“Alright, class. Those new irregular verbs I just taught? I want you to write a song about them and perform it for your classmates!” Speaking these words with some trepidation, I assign my students one of their final projects for the school year. In the short stretch of agonizingly long days between the beginning of May and the end of the school year, I am hard pressed to find ways of motivating my students to learn and retain something of what I am teaching. Weariness and impatience loom continually.
As I finish explaining and giving directions, I remember that image is everything in middle school. Having potentially embarrassing situations foisted upon them is not a favorable scenario for most of my students. I watch them leave the classroom, assignment in hand and accompanied by a chorus of groans and complaints, and I wonder if perhaps I’ve made a tactical error in assigning this at all.
I start class with my guard up, prepared for performances to fall flat. Yet one by one my groups of students trek to the front of the classroom, and as each group comes forward, not one of them chokes or refuses to perform. Instead I am serenaded with three-part harmonies, violin accompaniments, and choreographed dance moves.
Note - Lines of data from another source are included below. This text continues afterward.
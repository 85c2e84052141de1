//! Attachment handling: classifies the first Discord attachment, downloads
//! it and turns it into the user turn's payload.

use serenity::model::channel::Attachment;
use tracing::{debug, warn};

use relay_core::types::{DocumentKind, Turn, TurnPayload};

use crate::extract::{decode_text, Extractors};

/// Attachment classification by file extension.
#[derive(Debug, Clone, Copy, PartialEq, Eq)]
pub enum AttachmentKind {
    Image,
    Pdf,
    Text,
    Unsupported,
}

pub fn classify_filename(filename: &str) -> AttachmentKind {
    let lower = filename.to_lowercase();
    let ext = match lower.rsplit_once('.') {
        Some((_, ext)) => ext,
        None => return AttachmentKind::Unsupported,
    };
    match ext {
        "png" | "jpg" | "jpeg" | "gif" | "webp" => AttachmentKind::Image,
        "pdf" => AttachmentKind::Pdf,
        "txt" => AttachmentKind::Text,
        _ => AttachmentKind::Unsupported,
    }
}

pub fn classify(attachment: &Attachment) -> AttachmentKind {
    classify_filename(&attachment.filename)
}

/// Attachment content after download and extraction.
#[derive(Debug, Clone, PartialEq, Eq)]
pub enum Extracted {
    Image(Vec<u8>),
    Pdf(String),
    Text(String),
}

impl Extracted {
    /// Request used when the message carries the attachment and no text.
    pub fn default_prompt(&self) -> &'static str {
        match self {
            Extracted::Image(_) => "Please analyze this image.",
            Extracted::Pdf(_) => "Please summarize this PDF.",
            Extracted::Text(_) => "Please analyze this text file.",
        }
    }

    fn into_payload(self) -> TurnPayload {
        match self {
            Extracted::Image(image) => TurnPayload::WithImage { image },
            Extracted::Pdf(text) => TurnPayload::WithExtractedDocument {
                kind: DocumentKind::Pdf,
                text,
            },
            Extracted::Text(text) => TurnPayload::WithExtractedDocument {
                kind: DocumentKind::Txt,
                text,
            },
        }
    }
}

/// Build the user turn from message text and an optional attachment.
///
/// Returns `None` when there is nothing to send.
pub fn compose_turn(content: &str, extracted: Option<Extracted>) -> Option<Turn> {
    let text = content.trim();
    match extracted {
        None if text.is_empty() => None,
        None => Some(Turn::user(text, TurnPayload::TextOnly)),
        Some(extracted) => {
            let text = if text.is_empty() {
                extracted.default_prompt()
            } else {
                text
            };
            Some(Turn::user(text, extracted.into_payload()))
        }
    }
}

/// Download and extract the first attachment, if it is a supported kind.
pub async fn fetch_first(
    attachments: &[Attachment],
    max_bytes: u64,
    extractors: &Extractors,
) -> Option<Extracted> {
    let att = attachments.first()?;

    let kind = classify(att);
    if kind == AttachmentKind::Unsupported {
        debug!(filename = %att.filename, "unsupported attachment ignored");
        return None;
    }
    if u64::from(att.size) > max_bytes {
        warn!(
            filename = %att.filename,
            size = att.size,
            max_bytes,
            "attachment too large, skipped"
        );
        return None;
    }

    let bytes = match download_bytes(&att.url).await {
        Ok(b) => b,
        Err(e) => {
            warn!(filename = %att.filename, error = %e, "failed to download attachment");
            return None;
        }
    };

    let extracted = match kind {
        AttachmentKind::Image => Extracted::Image(extractors.image(bytes).await),
        AttachmentKind::Pdf => Extracted::Pdf(extractors.pdf_text(bytes).await),
        AttachmentKind::Text => Extracted::Text(decode_text(&bytes)),
        AttachmentKind::Unsupported => return None,
    };
    Some(extracted)
}

/// Full inbound conversion: message text plus first attachment → user turn.
pub async fn prepare_turn(
    content: &str,
    attachments: &[Attachment],
    max_bytes: u64,
    extractors: &Extractors,
) -> Option<Turn> {
    let extracted = fetch_first(attachments, max_bytes, extractors).await;
    compose_turn(content, extracted)
}

async fn download_bytes(url: &str) -> Result<Vec<u8>, reqwest::Error> {
    let resp = reqwest::get(url).await?.error_for_status()?;
    resp.bytes().await.map(|b| b.to_vec())
}

#[cfg(test)]
mod tests {
    use super::*;

    #[test]
    fn classify_by_extension_case_insensitive() {
        assert_eq!(classify_filename("cat.PNG"), AttachmentKind::Image);
        assert_eq!(classify_filename("a.b.jpeg"), AttachmentKind::Image);
        assert_eq!(classify_filename("anim.gif"), AttachmentKind::Image);
        assert_eq!(classify_filename("pic.webp"), AttachmentKind::Image);
        assert_eq!(classify_filename("report.Pdf"), AttachmentKind::Pdf);
        assert_eq!(classify_filename("notes.txt"), AttachmentKind::Text);
    }

    #[test]
    fn other_files_are_unsupported() {
        assert_eq!(classify_filename("slides.pptx"), AttachmentKind::Unsupported);
        assert_eq!(classify_filename("README"), AttachmentKind::Unsupported);
        assert_eq!(classify_filename("main.rs"), AttachmentKind::Unsupported);
    }

    #[test]
    fn empty_message_without_attachment_is_dropped() {
        assert!(compose_turn("   ", None).is_none());
    }

    #[test]
    fn text_only_message() {
        let turn = compose_turn(" hi ", None).unwrap();
        assert_eq!(turn.text, "hi");
        assert_eq!(turn.payload, TurnPayload::TextOnly);
    }

    #[test]
    fn bare_attachment_gets_default_prompt() {
        let turn = compose_turn("", Some(Extracted::Pdf("body".to_string()))).unwrap();
        assert_eq!(turn.text, "Please summarize this PDF.");
        assert_eq!(
            turn.payload,
            TurnPayload::WithExtractedDocument {
                kind: DocumentKind::Pdf,
                text: "body".to_string()
            }
        );

        let turn = compose_turn("", Some(Extracted::Image(vec![1]))).unwrap();
        assert_eq!(turn.text, "Please analyze this image.");
    }

    #[test]
    fn user_text_wins_over_default_prompt() {
        let turn = compose_turn("what's in here?", Some(Extracted::Text("x".to_string()))).unwrap();
        assert_eq!(turn.text, "what's in here?");
        assert!(matches!(
            turn.payload,
            TurnPayload::WithExtractedDocument {
                kind: DocumentKind::Txt,
                ..
            }
        ));
    }

    #[tokio::test]
    async fn no_attachments_fetches_nothing() {
        let extractors = Extractors::from_config(&Default::default());
        assert!(fetch_first(&[], 1024, &extractors).await.is_none());
    }
}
What truly speaks volumes about their engagement, though, is the performance of my student Jimmy.
Jimmy is one of my quiet ones. When he does speak, the words come out hushed and crowded together, anxious for the moment when Jimmy can once more be silent. When I look up at Jimmy’s group, I am fully prepared to see him melt into the background, mouthing the words rather than making actual sounds.
Nothing prepared me to see Jimmy take center stage and begin a minute-long rap sequence as his group beat-boxed behind him.
Through the thunderous cheers and applause that ensue following his performance, I look and see my little, shy Jimmy grinning from ear to ear, and I can feel my face reflecting his as I’m filled with rejuvenating joy.